**ACTIVITY:**
Please restate the listing that follows without changing anything.

**AVAILABLE RECORDS:**
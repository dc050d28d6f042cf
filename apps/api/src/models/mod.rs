pub mod portfolio;
pub mod profile;
pub mod resume;
pub mod user;

use serde::Deserialize;

const DEFAULT_PAGE_LIMIT: i64 = 50;
const MAX_PAGE_LIMIT: i64 = 100;

/// `?limit=&offset=` query parameters shared by the list endpoints.
#[derive(Debug, Clone, Copy, Deserialize)]
pub struct Pagination {
    #[serde(default = "default_limit")]
    pub limit: i64,
    #[serde(default)]
    pub offset: i64,
}

fn default_limit() -> i64 {
    DEFAULT_PAGE_LIMIT
}

impl Default for Pagination {
    fn default() -> Self {
        Self {
            limit: DEFAULT_PAGE_LIMIT,
            offset: 0,
        }
    }
}

impl Pagination {
    /// Limit clamped to `0..=100`, offset clamped to be non-negative.
    pub fn normalized(self) -> Self {
        Self {
            limit: self.limit.clamp(0, MAX_PAGE_LIMIT),
            offset: self.offset.max(0),
        }
    }
}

**COMPLETED EXERCISE:**
repository dc050d28d6f042cf
filename apps/api/src/models/mod.rs
pub mod portfolio;
pub mod profile;
pub mod resume;
pub mod user;

use serde::Deserialize;

const DEFAULT_PAGE_LIMIT: i64 = 50;
const MAX_PAGE_LIMIT: i64 = 100;

/// `?limit=&offset=` query parameters shared by the list endpoints.
#[derive(Debug, Clone, Copy, Deserialize)]
pub struct Pagination {
    #[serde(default = "default_limit")]
    pub limit: i64,
    #[serde(default)]
    pub offset: i64,
}

fn default_limit() -> i64 {
    DEFAULT_PAGE_LIMIT
}

impl Default for Pagination {
    fn default() -> Self {
        Self {
            limit: DEFAULT_PAGE_LIMIT,
            offset: 0,
        }
    }
}

impl Pagination {
    /// Limit clamped to `0..=100`, offset clamped to be non-negative.
    pub fn normalized(self) -> Self {
        Self {
            limit: self.limit.clamp(0, MAX_PAGE_LIMIT),
            offset: self.offset.max(0),
        }
    }
}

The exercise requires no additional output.